Jim Cason
- Cason in 1949

No. 93, 43, 89, 41
- Positions: Safety, halfback

Personal information
- Born: July 25, 1927 Sondheimer, Louisiana, U.S.
- Died: November 24, 2013 (aged 86) Harlingen, Texas, U.S.
- Listed height: 6 ft 0 in (1.83 m)
- Listed weight: 171 lb (78 kg)

Career information
- High school: Patti Welder (Victoria, Texas)
- College: LSU (1944-1947)
- NFL draft: 1948: 7th round, 55th overall pick

Career history

Playing
- San Francisco 49ers (1948–1953); Saskatchewan Roughriders (1953); San Francisco 49ers (1954); Los Angeles Rams (1955–1956);

Coaching
- Denver Broncos (1960) Backfield coach;

Awards and highlights
- 2× Pro Bowl (1951, 1954); AAFC interceptions leader (1949); AAFC punt return yards leader (1949);

Career AAFC/NFL statistics
- Interceptions: 34
- Interception yards: 475
- Fumble recoveries: 5
- Defensive touchdowns: 2
- Stats at Pro Football Reference

= Jim Cason =

American football player (1927–2013)

James Allnut Cason Jr. (July 25, 1927 – November 24, 2013) was an American professional football safety and halfback who played eight seasons in the All-America Football Conference (AAFC) and the National Football League (NFL), mainly for the San Francisco 49ers.
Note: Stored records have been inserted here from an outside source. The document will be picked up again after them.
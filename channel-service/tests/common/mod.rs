use std::sync::Arc;

use channel_service::channel::ports::ChannelDataFetcher;
use channel_service::config::YoutubeConfig;
use channel_service::inbound::http::router::create_router;
use channel_service::outbound::youtube::YoutubeChannelClient;

pub const TEST_API_KEY: &str = "test-api-key";

/// Test application that spawns a real server
pub struct TestApp {
    pub address: String,
    pub port: u16,
    pub api_client: reqwest::Client,
}

impl TestApp {
    /// Spawn the application backed by the YouTube client pointed at `upstream_url`
    pub async fn spawn(upstream_url: &str) -> Self {
        let config = YoutubeConfig {
            base_url: upstream_url.to_string(),
            api_key: TEST_API_KEY.to_string(),
            part: "snippet,statistics".to_string(),
            timeout_seconds: 5,
        };
        let fetcher =
            YoutubeChannelClient::new(&config).expect("Failed to create YouTube channel client");

        Self::spawn_with(fetcher).await
    }

    /// Spawn the application in a background task with the given fetcher
    pub async fn spawn_with<F: ChannelDataFetcher>(fetcher: F) -> Self {
        // Use random port (0 = OS assigns)
        let listener = tokio::net::TcpListener::bind("127.0.0.1:0")
            .await
            .expect("Failed to bind random port");
        let port = listener.local_addr().unwrap().port();
        let address = format!("http://127.0.0.1:{}", port);

        let router = create_router(Arc::new(fetcher));

        // Spawn server in background
        tokio::spawn(async move {
            axum::serve(listener, router).await.expect("Server error");
        });

        Self {
            address,
            port,
            api_client: reqwest::Client::new(),
        }
    }

    /// Helper to make GET request
    pub fn get(&self, path: &str) -> reqwest::RequestBuilder {
        self.api_client.get(format!("{}{}", self.address, path))
    }
}
use thiserror::Error;

/// Top-level error type for channel data retrieval
#[derive(Debug, Clone, Error, PartialEq, Eq)]
pub enum ChannelError {
    // Infrastructure errors
    #[error("Upstream request failed: {0}")]
    Upstream(String),

    #[error("Upstream responded with status {0}")]
    UpstreamStatus(u16),

    #[error("Upstream payload is not valid JSON: {0}")]
    InvalidPayload(String),
}

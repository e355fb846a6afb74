use axum::http::header;
use axum::http::HeaderValue;
use axum::http::StatusCode;
use axum::response::IntoResponse;
use axum::response::Response;
use serde::Serialize;

use crate::channel::errors::ChannelError;

pub mod get_channel_info;

/// Successful JSON response.
///
/// The body is fully encoded before the response is built, so an encoding
/// failure can never leave a half-written body behind a `200` status.
#[derive(Debug, Clone, PartialEq, Eq)]
pub struct ApiSuccess(StatusCode, Vec<u8>);

impl ApiSuccess {
    /// Encode `data` as a newline-terminated JSON document.
    ///
    /// # Errors
    /// * `EncodeFailed` - `data` could not be serialized
    pub fn new<T: Serialize>(status: StatusCode, data: &T) -> Result<Self, ApiError> {
        let mut body =
            serde_json::to_vec(data).map_err(|e| ApiError::EncodeFailed(e.to_string()))?;
        body.push(b'\n');
        Ok(ApiSuccess(status, body))
    }
}

impl IntoResponse for ApiSuccess {
    fn into_response(self) -> Response {
        (
            self.0,
            [(
                header::CONTENT_TYPE,
                HeaderValue::from_static("application/json"),
            )],
            self.1,
        )
            .into_response()
    }
}

/// Errors surfaced to HTTP clients.
///
/// The inner message is the cause for logs only; clients always get an opaque
/// plain-text body.
#[derive(Debug, Clone, PartialEq, Eq)]
pub enum ApiError {
    FetchFailed(String),
    EncodeFailed(String),
}

impl ApiError {
    pub fn status(&self) -> StatusCode {
        StatusCode::INTERNAL_SERVER_ERROR
    }

    pub fn public_message(&self) -> &'static str {
        match self {
            ApiError::FetchFailed(_) => "Error fetching data",
            ApiError::EncodeFailed(_) => "Error encoding response",
        }
    }
}

impl IntoResponse for ApiError {
    fn into_response(self) -> Response {
        (self.status(), self.public_message()).into_response()
    }
}

impl From<ChannelError> for ApiError {
    fn from(err: ChannelError) -> Self {
        match err {
            ChannelError::Upstream(_)
            | ChannelError::UpstreamStatus(_)
            | ChannelError::InvalidPayload(_) => ApiError::FetchFailed(err.to_string()),
        }
    }
}
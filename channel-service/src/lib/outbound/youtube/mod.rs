pub mod channel;

pub use channel::YoutubeChannelClient;
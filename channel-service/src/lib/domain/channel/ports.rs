use async_trait::async_trait;
use serde::Serialize;

use super::models::ChannelId;
use crate::domain::channel::errors::ChannelError;

/// Port for fetching channel data from an external source.
#[async_trait]
pub trait ChannelDataFetcher: Send + Sync + 'static {
    /// Document produced by the fetcher, serialized as-is into the response.
    type Data: Serialize + Send;

    /// Fetch data for a single channel.
    ///
    /// # Arguments
    /// * `id` - Channel identifier, unvalidated
    ///
    /// # Returns
    /// Channel data document
    ///
    /// # Errors
    /// * `Upstream` - Request to the data source failed
    /// * `UpstreamStatus` - Data source answered with a non-success status
    /// * `InvalidPayload` - Data source answered with a body that is not JSON
    async fn fetch_channel_data(&self, id: &ChannelId) -> Result<Self::Data, ChannelError>;
}
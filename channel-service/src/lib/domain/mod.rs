pub mod channel;
impl World for SimulatedWorld {
    fn position(&self) -> Position {
        self.lock().position
    }

    fn load(&self) -> Load {
        let state = self.lock();
        Load::new(state.current_load(), state.max_load)
    }

    fn travel_resource(&self) -> Option<u32> {
        let mut state = self.lock();
        let current = state.travel_resource;
        // Regenerates one point per observation.
        if let Some(value) = state.travel_resource.as_mut() {
            *value = (*value + 1).min(RESOURCE_CAP);
        }
        current
    }

    fn equipped(&self, slot: EquipSlot) -> Option<Item> {
        self.lock().equipment.get(&slot).copied()
    }

    fn backpack(&self) -> Serial {
        BACKPACK
    }

    fn find_in_backpack(&self, graphic: Graphic) -> Option<Item> {
        self.lock()
            .items
            .iter()
            .find(|i| i.container == BACKPACK && i.item.graphic == graphic)
            .map(|i| i.item)
    }

    fn find_item(&self, serial: Serial) -> Option<Item> {
        let state = self.lock();
        state
            .entities
            .get(&serial)
            .copied()
            .or_else(|| {
                state
                    .items
                    .iter()
                    .find(|i| i.item.serial == serial)
                    .map(|i| i.item)
            })
            .or_else(|| {
                state
                    .equipment
                    .values()
                    .find(|item| item.serial == serial)
                    .copied()
            })
    }

    fn items_in_container(&self, container: Serial, _recursive: bool) -> Vec<Item> {
        // The simulation never nests containers.
        self.lock()
            .items
            .iter()
            .filter(|i| i.container == container)
            .map(|i| i.item)
            .collect()
    }

    fn statics_in_area(&self, area: Area) -> Vec<StaticObject> {
        self.lock()
            .statics
            .iter()
            .filter(|s| area.contains(s.object.x, s.object.y))
            .map(|s| s.object)
            .collect()
    }

    fn use_object(&self, serial: Serial) {
        let mut state = self.lock();
        if state.is_equipped_tool(serial) {
            state.target_cursor = true;
        } else if state.travel_book == Some(serial) && state.prompt_responsive {
            state.open_prompt = Some(Route::TRAVEL_PROMPT);
        }
    }

    fn has_target_cursor(&self) -> bool {
        self.lock().target_cursor
    }

    fn target_item(&self, serial: Serial) {
        let mut state = self.lock();
        if !state.target_cursor {
            return;
        }
        state.target_cursor = false;

        if let Some(text) = state.take_feedback() {
            state.journal.push(text);
            return;
        }

        let raw = state.profile.raw_graphic;
        let converted = state.profile.converted_graphic;
        let position = state
            .items
            .iter()
            .position(|i| i.item.serial == serial && i.container == BACKPACK && i.item.graphic == raw);

        match position {
            Some(index) => {
                let removed = state.items.remove(index);
                state.add_to_container(BACKPACK, converted, removed.item.amount);
                state.journal.push(CONVERT_TEXT.to_string());
            }
            None => state.journal.push(INVALID_TEXT.to_string()),
        }
    }

    fn target_tile(&self, tile: &Tile) {
        let mut state = self.lock();
        if !state.target_cursor {
            return;
        }
        state.target_cursor = false;

        if let Some(text) = state.take_feedback() {
            state.journal.push(text);
            return;
        }

        let source = state.statics.iter().position(|s| {
            s.object.harvestable
                && s.object.x == tile.x
                && s.object.y == tile.y
                && s.object.graphic == tile.kind
        });

        let text = match source {
            None => INVALID_TEXT,
            Some(index) if state.statics[index].charges == 0 => EMPTY_TEXT,
            Some(index) => {
                state.statics[index].charges -= 1;
                let raw = state.profile.raw_graphic;
                state.add_to_container(BACKPACK, raw, HARVEST_YIELD);
                HARVEST_TEXT
            }
        };
        state.journal.push(text.to_string());
    }

    fn move_item(&self, item: Serial, container: Serial, amount: u32) {
        let mut state = self.lock();
        let Some(index) = state.items.iter().position(|i| i.item.serial == item) else {
            return;
        };

        let graphic = state.items[index].item.graphic;
        let available = state.items[index].item.amount;
        if amount >= available {
            state.items.remove(index);
            state.add_to_container(container, graphic, available);
        } else {
            state.items[index].item.amount -= amount;
            state.add_to_container(container, graphic, amount);
        }
    }

    fn prompt_open(&self, prompt: PromptId) -> bool {
        self.lock().open_prompt == Some(prompt)
    }

    fn reply_prompt(&self, prompt: PromptId, button: u32) {
        let mut state = self.lock();
        if state.open_prompt != Some(prompt) {
            return;
        }
        state.open_prompt = None;
        state.prompt_replies.push(button);

        if let Some(destination) = state.destinations.get(&button).copied() {
            state.position = destination;
            if let Some(value) = state.travel_resource.as_mut() {
                *value = value.saturating_sub(TRAVEL_COST);
            }
        }
    }

    fn clear_journal(&self) {
        self.lock().journal.clear();
    }

    fn journal(&self) -> Vec<String> {
        self.lock().journal.clone()
    }

    fn mark_tile(&self, x: i32, y: i32, _hue: u16) {
        self.lock().marked.push((x, y));
    }

    fn unmark_tile(&self, x: i32, y: i32) {
        self.lock().marked.retain(|m| *m != (x, y));
    }

    fn system_message(&self, text: &str) {
        self.lock().messages.push(text.to_string());
    }
}
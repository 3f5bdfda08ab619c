// Run/pause signalling and cooperative suspension primitives
//
// The control loop is a single cooperative flow. Every wait it performs goes
// through RunControl so that pause and stop requests are observed at a
// bounded poll granularity instead of after a full settle duration.

use crate::error::{HarvestError, HarvestResult};
use crate::models::RunMode;
use std::sync::Arc;
use std::time::Duration;
use tokio::sync::watch;
use tokio::time::{Instant, sleep};

/// Default poll granularity for all suspension points
pub const DEFAULT_POLL_INTERVAL: Duration = Duration::from_millis(100);

/// Result of a predicate wait.
#[derive(Debug, Clone, Copy, PartialEq, Eq)]
pub enum WaitOutcome {
    Satisfied,
    TimedOut,
    Cancelled,
}

/// Shared run/pause/stop flag.
///
/// Cloning is cheap; all clones observe and drive the same flag. The flag is
/// backed by a `tokio::sync::watch` channel so a paused loop sleeps until the
/// mode changes instead of spinning.
#[derive(Clone, Debug)]
pub struct RunControl {
    tx: Arc<watch::Sender<RunMode>>,
    rx: watch::Receiver<RunMode>,
    poll: Duration,
}

impl RunControl {
    pub fn new(initial: RunMode) -> Self {
        let (tx, rx) = watch::channel(initial);
        Self {
            tx: Arc::new(tx),
            rx,
            poll: DEFAULT_POLL_INTERVAL,
        }
    }

    pub fn with_poll_interval(mut self, poll: Duration) -> Self {
        self.poll = poll.max(Duration::from_millis(1));
        self
    }

    pub fn poll_interval(&self) -> Duration {
        self.poll
    }

    pub fn mode(&self) -> RunMode {
        *self.rx.borrow()
    }

    pub fn is_running(&self) -> bool {
        self.mode() == RunMode::Running
    }

    pub fn subscribe(&self) -> watch::Receiver<RunMode> {
        self.tx.subscribe()
    }

    /// Stopped is terminal; nothing moves the flag out of it.
    fn set(&self, mode: RunMode) -> bool {
        self.tx.send_if_modified(|current| {
            if *current == RunMode::Stopped || *current == mode {
                return false;
            }
            *current = mode;
            true
        })
    }

    pub fn resume(&self) -> bool {
        self.set(RunMode::Running)
    }

    pub fn pause(&self) -> bool {
        self.set(RunMode::Paused)
    }

    pub fn stop(&self) -> bool {
        self.set(RunMode::Stopped)
    }

    /// Flip between running and paused, returning the new mode.
    pub fn toggle(&self) -> RunMode {
        match self.mode() {
            RunMode::Running => {
                self.pause();
            }
            RunMode::Paused => {
                self.resume();
            }
            RunMode::Stopped => {}
        }
        self.mode()
    }

    /// Return once running; block while paused; fail once stopped.
    pub async fn checkpoint(&self) -> HarvestResult<()> {
        let mut rx = self.rx.clone();
        loop {
            let mode = *rx.borrow_and_update();
            match mode {
                RunMode::Running => return Ok(()),
                RunMode::Stopped => return Err(HarvestError::Stopped),
                RunMode::Paused => {
                    if rx.changed().await.is_err() {
                        return Err(HarvestError::Stopped);
                    }
                }
            }
        }
    }

    /// Wait out the settle time of an action already issued to the world.
    ///
    /// Pause is not honored here; the caller reaches a checkpoint right after.
    pub async fn settle(&self, duration: Duration) -> HarvestResult<()> {
        let deadline = Instant::now() + duration;
        loop {
            if self.mode() == RunMode::Stopped {
                return Err(HarvestError::Stopped);
            }
            let now = Instant::now();
            if now >= deadline {
                return Ok(());
            }
            sleep(self.poll.min(deadline - now)).await;
        }
    }

    /// Idle for `duration`, blocking at poll granularity while paused.
    ///
    /// Time spent paused does not count towards `duration`.
    pub async fn responsive_wait(&self, duration: Duration) -> HarvestResult<()> {
        let mut remaining = duration;
        while !remaining.is_zero() {
            self.checkpoint().await?;
            let step = remaining.min(self.poll);
            sleep(step).await;
            remaining -= step;
        }
        self.checkpoint().await
    }

    /// Poll `condition` every `poll` until it holds, `timeout` elapses, or the run stops.
    ///
    /// Pause suspends polling until resumed. With no timeout the wait is
    /// bounded only by the external condition.
    pub async fn suspend_until<F>(
        &self,
        mut condition: F,
        poll: Duration,
        timeout: Option<Duration>,
    ) -> WaitOutcome
    where
        F: FnMut() -> bool,
    {
        let started = Instant::now();
        loop {
            if self.checkpoint().await.is_err() {
                return WaitOutcome::Cancelled;
            }
            if condition() {
                return WaitOutcome::Satisfied;
            }
            if timeout.is_some_and(|limit| started.elapsed() >= limit) {
                return WaitOutcome::TimedOut;
            }
            sleep(poll.min(self.poll).max(Duration::from_millis(1))).await;
        }
    }

    /// Like [`suspend_until`](Self::suspend_until) but for the tail of an issued action: pause is ignored.
    pub async fn settle_until<F>(&self, mut condition: F, timeout: Duration) -> WaitOutcome
    where
        F: FnMut() -> bool,
    {
        let deadline = Instant::now() + timeout;
        loop {
            if self.mode() == RunMode::Stopped {
                return WaitOutcome::Cancelled;
            }
            if condition() {
                return WaitOutcome::Satisfied;
            }
            let now = Instant::now();
            if now >= deadline {
                return WaitOutcome::TimedOut;
            }
            sleep(self.poll.min(deadline - now)).await;
        }
    }
}

impl Default for RunControl {
    fn default() -> Self {
        Self::new(RunMode::Paused)
    }
}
He was selected for two Pro Bowls. He also started one game at quarterback in 1954 after Y. A. Tittle broke his left hand. However, Cason was relieved by Tittle in the fourth quarter of the game.

He was the backfield coach for the American Football League's (AFL) Denver Broncos in the team's inaugural season in 1960.

He died November 24, 2013, in Harlingen, Texas.